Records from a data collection
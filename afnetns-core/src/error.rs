//! Error types for afnetns

use thiserror::Error;

/// Afnetns error types
#[derive(Error, Debug)]
#[non_exhaustive]
pub enum Error {
    /// Missing or invalid argument
    #[error("usage error: {message}")]
    Usage {
        /// Error message
        message: String,
    },

    /// Creation target already registered
    #[error("namespace \"{name}\" already exists")]
    NameCollision {
        /// Name that collided
        name: String,
    },

    /// Join or open target is not registered
    #[error("namespace \"{name}\" not found")]
    NotFound {
        /// Name that was looked up
        name: String,
    },

    /// Underlying syscall failed
    #[error("{operation}: {message}")]
    Resource {
        /// Operation that failed, including its target
        operation: String,
        /// System-level error text
        message: String,
    },
}

impl Error {
    /// Build a [`Error::Usage`] from a message
    pub fn usage(message: impl Into<String>) -> Self {
        Self::Usage {
            message: message.into(),
        }
    }

    /// Build a [`Error::NameCollision`] for a namespace name
    pub fn collision(name: impl Into<String>) -> Self {
        Self::NameCollision { name: name.into() }
    }

    /// Build a [`Error::NotFound`] for a namespace name
    pub fn not_found(name: impl Into<String>) -> Self {
        Self::NotFound { name: name.into() }
    }

    /// Build a [`Error::Resource`] from an operation and its system error
    pub fn resource(operation: impl Into<String>, err: impl std::fmt::Display) -> Self {
        Self::Resource {
            operation: operation.into(),
            message: err.to_string(),
        }
    }
}

/// Result type alias for afnetns operations
pub type Result<T> = std::result::Result<T, Error>;
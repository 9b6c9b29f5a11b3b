//! Core types for image acquisition.

use serde::{Deserialize, Serialize};
use thiserror::Error;

/// Error types for image acquisition.
#[derive(Debug, Error)]
pub enum AcquireError {
    /// The file could not be opened or read.
    #[error("I/O error: {0}")]
    Io(#[from] std::io::Error),

    /// The file format is not recognized, unsupported, or the data is corrupt.
    #[error("Failed to decode image: {0}")]
    Decode(String),

    /// Raw pixel input declared a channel count other than 1, 3 or 4.
    #[error("Unsupported channel count: {0} (expected 1, 3 or 4)")]
    UnsupportedChannels(i32),

    /// Width or height is zero, negative, or too large to address.
    #[error("Invalid dimensions: {width}x{height}")]
    InvalidDimensions { width: i64, height: i64 },

    /// Pixel buffer length does not match the declared layout.
    #[error("Pixel buffer too small: expected {expected} bytes, got {actual}")]
    BufferSize { expected: usize, actual: usize },
}

impl From<image::ImageError> for AcquireError {
    fn from(err: image::ImageError) -> Self {
        match err {
            image::ImageError::IoError(io) => AcquireError::Io(io),
            other => AcquireError::Decode(other.to_string()),
        }
    }
}

/// Number of interleaved 8-bit channels per pixel.
#[derive(Debug, Clone, Copy, PartialEq, Eq, Serialize, Deserialize)]
#[repr(u8)]
pub enum Channels {
    /// Single luminance channel.
    Gray = 1,
    /// Three color channels, red first.
    Rgb = 3,
    /// Three color channels plus alpha.
    Rgba = 4,
}

impl Channels {
    /// Bytes per pixel.
    #[inline]
    pub fn count(self) -> usize {
        self as usize
    }
}

impl TryFrom<i32> for Channels {
    type Error = AcquireError;

    fn try_from(value: i32) -> Result<Self, Self::Error> {
        match value {
            1 => Ok(Channels::Gray),
            3 => Ok(Channels::Rgb),
            4 => Ok(Channels::Rgba),
            other => Err(AcquireError::UnsupportedChannels(other)),
        }
    }
}

/// A validated description of a raw pixel buffer.
///
/// Constructing one checks the declared dimensions and channel count before any
/// pixel memory is touched, so callers holding a raw pointer can size their
/// slice from [`RasterLayout::byte_len`].
#[derive(Debug, Clone, Copy, PartialEq, Eq)]
pub struct RasterLayout {
    pub width: u32,
    pub height: u32,
    pub channels: Channels,
}

impl RasterLayout {
    /// Validate C-style layout parameters.
    ///
    /// Channel count is checked first, then dimensions; the total byte length
    /// must fit in `usize`.
    pub fn validate(width: i32, height: i32, channels: i32) -> Result<Self, AcquireError> {
        let channels = Channels::try_from(channels)?;
        let invalid = || AcquireError::InvalidDimensions {
            width: width as i64,
            height: height as i64,
        };

        let w = u32::try_from(width).ok().filter(|w| *w > 0).ok_or_else(invalid)?;
        let h = u32::try_from(height).ok().filter(|h| *h > 0).ok_or_else(invalid)?;

        (w as usize)
            .checked_mul(h as usize)
            .and_then(|n| n.checked_mul(channels.count()))
            .ok_or_else(invalid)?;

        Ok(Self {
            width: w,
            height: h,
            channels,
        })
    }

    /// Total number of bytes described by this layout.
    pub fn byte_len(&self) -> usize {
        self.width as usize * self.height as usize * self.channels.count()
    }
}

/// An owned, interleaved 8-bit raster.
#[derive(Debug, Clone)]
pub struct RasterImage {
    /// Image width in pixels.
    pub width: u32,
    /// Image height in pixels.
    pub height: u32,
    /// Channel layout of `pixels`.
    pub channels: Channels,
    /// Pixel data in row-major order, `width * height * channels` bytes.
    pub pixels: Vec<u8>,
}

impl RasterImage {
    /// Create a new RasterImage from its parts.
    pub fn new(width: u32, height: u32, channels: Channels, pixels: Vec<u8>) -> Self {
        debug_assert_eq!(
            pixels.len(),
            width as usize * height as usize * channels.count(),
            "Pixel buffer size mismatch"
        );
        Self {
            width,
            height,
            channels,
            pixels,
        }
    }

    /// Wrap a grayscale image buffer without copying.
    pub fn from_gray_image(img: image::GrayImage) -> Self {
        let (width, height) = img.dimensions();
        Self::new(width, height, Channels::Gray, img.into_raw())
    }

    /// Convert a decoded image, keeping grayscale sources single-channel.
    pub fn from_dynamic(img: image::DynamicImage) -> Self {
        let color = img.color();
        if !color.has_color() {
            return Self::from_gray_image(img.into_luma8());
        }

        let (width, height) = (img.width(), img.height());
        if color.has_alpha() {
            Self::new(width, height, Channels::Rgba, img.into_rgba8().into_raw())
        } else {
            Self::new(width, height, Channels::Rgb, img.into_rgb8().into_raw())
        }
    }
}
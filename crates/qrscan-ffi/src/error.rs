//! Errors raised inside the bindings before they collapse to a null pointer.

use qrscan_core::{AcquireError, ScanError};
use thiserror::Error;

/// Everything that can make an entry point return null.
#[derive(Debug, Error)]
pub enum FfiError {
    /// A required pointer argument was null.
    #[error("Null argument: {0}")]
    NullArgument(&'static str),

    /// The path is not valid for this platform.
    #[error("Invalid path encoding")]
    InvalidPath,

    /// The image could not be obtained.
    #[error(transparent)]
    Acquire(#[from] AcquireError),

    /// The scan itself failed.
    #[error(transparent)]
    Scan(#[from] ScanError),

    /// More results than a C `int` count can describe.
    #[error("Too many results to marshal: {0}")]
    TooManyResults(usize),
}
//! Grayscale rescaling for the multi-resolution scan passes.
//!
//! Uses the `image` crate's resampling filters. All functions return new
//! images without modifying the input.

use image::GrayImage;
use serde::{Deserialize, Serialize};

/// Filter type for rescaling operations.
#[derive(Debug, Clone, Copy, PartialEq, Eq, Default, Serialize, Deserialize)]
pub enum FilterType {
    /// Nearest neighbor interpolation (fastest, lowest quality).
    Nearest,
    /// Bilinear interpolation (fast, acceptable quality).
    Bilinear,
    /// Cubic (Catmull-Rom) interpolation, used by the scan passes.
    #[default]
    Cubic,
    /// Lanczos3 interpolation (slower, sharpest).
    Lanczos3,
}

impl FilterType {
    /// Convert to the image crate's FilterType.
    pub fn to_image_filter(self) -> image::imageops::FilterType {
        match self {
            FilterType::Nearest => image::imageops::FilterType::Nearest,
            FilterType::Bilinear => image::imageops::FilterType::Triangle,
            FilterType::Cubic => image::imageops::FilterType::CatmullRom,
            FilterType::Lanczos3 => image::imageops::FilterType::Lanczos3,
        }
    }
}

/// Compute the target dimensions for a uniform scale factor.
///
/// Each side is rounded to the nearest pixel and clamped to at least 1.
/// Returns `None` for non-finite or non-positive factors, or if a side would
/// not fit in `u32`.
pub fn scaled_dimensions(width: u32, height: u32, factor: f64) -> Option<(u32, u32)> {
    if !factor.is_finite() || factor <= 0.0 || width == 0 || height == 0 {
        return None;
    }

    let side = |v: u32| -> Option<u32> {
        let scaled = (v as f64 * factor).round().max(1.0);
        (scaled <= u32::MAX as f64).then_some(scaled as u32)
    };

    Some((side(width)?, side(height)?))
}

/// Rescale a grayscale image by a uniform factor.
///
/// A factor of exactly 1.0 returns a clone.
pub fn rescale(image: &GrayImage, factor: f64, filter: FilterType) -> Option<GrayImage> {
    let (width, height) = image.dimensions();
    let (new_width, new_height) = scaled_dimensions(width, height, factor)?;

    if new_width == width && new_height == height {
        return Some(image.clone());
    }

    Some(image::imageops::resize(
        image,
        new_width,
        new_height,
        filter.to_image_filter(),
    ))
}
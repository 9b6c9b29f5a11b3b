//! qrscan FFI - C ABI bindings for qrscan
//!
//! This crate exposes the qrscan-core scanner to C and to any host that can
//! call C functions (Dart FFI, Swift, Kotlin/JNI shims).
//!
//! # Module Structure
//!
//! - `types` - `#[repr(C)]` result and configuration structures
//! - `marshal` - building and releasing caller-owned result buffers
//! - `runtime` - one-time logging setup and panic containment
//! - `scan` - the exported entry points
//!
//! # Usage
//!
//! ```c
//! #include "qrscan.h"
//!
//! ScanResult *result = scan_image("/tmp/ticket.png");
//! if (result == NULL) {
//!     /* image could not be read, or the scan failed */
//! } else {
//!     for (int i = 0; i < result->count; i++) {
//!         printf("%s: %s\n", result->results[i].format, result->results[i].content);
//!     }
//!     free_result(result);
//! }
//! ```
//!
//! Every non-null `ScanResult*` must be released exactly once with
//! `free_result`. A result with `count == 0` always has `results == NULL`.

use libc::c_char;

mod error;
mod marshal;
mod runtime;
mod scan;
mod types;

pub use error::FfiError;
pub use marshal::free_result;
pub use scan::{scan_bytes, scan_bytes_with_config, scan_image, scan_image_with_config};
pub use types::{ScanCode, ScanResult, ScannerConfig};

static VERSION: &str = concat!(env!("CARGO_PKG_VERSION"), "\0");

/// Get the library version as a static NUL-terminated string.
///
/// The returned pointer is valid for the life of the process and must not be
/// freed.
#[no_mangle]
pub extern "C" fn scan_version() -> *const c_char {
    VERSION.as_ptr() as *const c_char
}
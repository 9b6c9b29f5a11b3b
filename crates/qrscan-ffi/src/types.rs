//! C-compatible structures shared with the header.
//!
//! Layouts must stay in sync with `include/qrscan.h`.

use std::time::Duration;

use libc::{c_char, c_int};
use qrscan_core::ScanConfig;

/// One decoded symbol.
///
/// Both strings are NUL-terminated and owned by the enclosing [`ScanResult`].
#[repr(C)]
#[derive(Debug)]
pub struct ScanCode {
    /// Decoded payload text.
    pub content: *mut c_char,
    /// Symbology label, e.g. `"QRCode"`.
    pub format: *mut c_char,
}

/// The result of one scan call.
///
/// `results` is null exactly when `count` is zero.
#[repr(C)]
#[derive(Debug)]
pub struct ScanResult {
    pub results: *mut ScanCode,
    pub count: c_int,
}

/// Optional overrides for the scan policy.
///
/// - `max_symbols <= 0` keeps the default cap of 20 per pass
/// - `timeout_ms <= 0` means no deadline
/// - `try_harder` is a C boolean (0 = off, anything else = on)
#[repr(C)]
#[derive(Debug, Clone, Copy, PartialEq, Eq)]
pub struct ScannerConfig {
    pub max_symbols: c_int,
    pub timeout_ms: c_int,
    pub try_harder: c_int,
}

impl Default for ScannerConfig {
    fn default() -> Self {
        Self {
            max_symbols: 20,
            timeout_ms: 0,
            try_harder: 1,
        }
    }
}

impl From<&ScannerConfig> for ScanConfig {
    fn from(config: &ScannerConfig) -> Self {
        let timeout = (config.timeout_ms > 0).then(|| Duration::from_millis(config.timeout_ms as u64));

        ScanConfig::new()
            .with_max_symbols(usize::try_from(config.max_symbols).unwrap_or(0))
            .with_try_harder(config.try_harder != 0)
            .with_timeout(timeout)
    }
}

/// Read an optional config pointer into a core policy.
///
/// # Safety
///
/// `config` must be null or point to a valid `ScannerConfig`.
pub(crate) unsafe fn read_config(config: *const ScannerConfig) -> ScanConfig {
    match config.as_ref() {
        Some(config) => ScanConfig::from(config),
        None => ScanConfig::default(),
    }
}
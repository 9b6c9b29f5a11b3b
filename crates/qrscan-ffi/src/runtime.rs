//! Process-wide setup and panic containment for the entry points.
//!
//! On the first call into the library a logger is installed whose default
//! filter is `off`, so the library is silent unless the host sets `QRSCAN_LOG`
//! (e.g. `QRSCAN_LOG=qrscan_core=debug`). A panic hook is chained in front of
//! the existing one: panics raised while a scan is running on the current
//! thread are routed to the log instead of stderr. Panics elsewhere in the
//! host are passed through untouched.

use std::cell::Cell;
use std::panic::{self, AssertUnwindSafe};
use std::ptr;

use once_cell::sync::Lazy;

use crate::error::FfiError;
use crate::types::ScanResult;

/// Environment variable read for the log filter.
pub(crate) const LOG_ENV: &str = "QRSCAN_LOG";

thread_local! {
    static IN_SCAN: Cell<bool> = const { Cell::new(false) };
}

static RUNTIME: Lazy<()> = Lazy::new(|| {
    let env = env_logger::Env::new().filter_or(LOG_ENV, "off");
    if env_logger::Builder::from_env(env).try_init().is_err() {
        // The host already installed a logger; leave it in charge
        log::debug!("logger already initialized, keeping the host's");
    }

    let previous = panic::take_hook();
    panic::set_hook(Box::new(move |info| {
        if IN_SCAN.with(Cell::get) {
            log::error!("panic during scan: {info}");
        } else {
            previous(info);
        }
    }));
});

/// Run the one-time setup if it has not happened yet.
pub(crate) fn ensure_initialized() {
    Lazy::force(&RUNTIME);
}

/// Marks the current thread as scanning until dropped.
struct ScanScope {
    was_scanning: bool,
}

impl ScanScope {
    fn enter() -> Self {
        let was_scanning = IN_SCAN.with(|flag| flag.replace(true));
        Self { was_scanning }
    }
}

impl Drop for ScanScope {
    fn drop(&mut self) {
        IN_SCAN.with(|flag| flag.set(self.was_scanning));
    }
}

/// Run an entry point body, collapsing every failure to a null result.
pub(crate) fn run_guarded<F>(entry: &str, body: F) -> *mut ScanResult
where
    F: FnOnce() -> Result<*mut ScanResult, FfiError>,
{
    ensure_initialized();
    let _scope = ScanScope::enter();

    match panic::catch_unwind(AssertUnwindSafe(body)) {
        Ok(Ok(result)) => result,
        Ok(Err(err)) => {
            log::warn!("{entry}: {err}");
            ptr::null_mut()
        }
        Err(_) => {
            log::error!("{entry}: aborted by panic");
            ptr::null_mut()
        }
    }
}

• _WHAT THE TASK REQUIRES_:
Work through the data line by line and state how many lines have the string "body"; add nothing else.

• _EXPECTED OUTPUT_:
3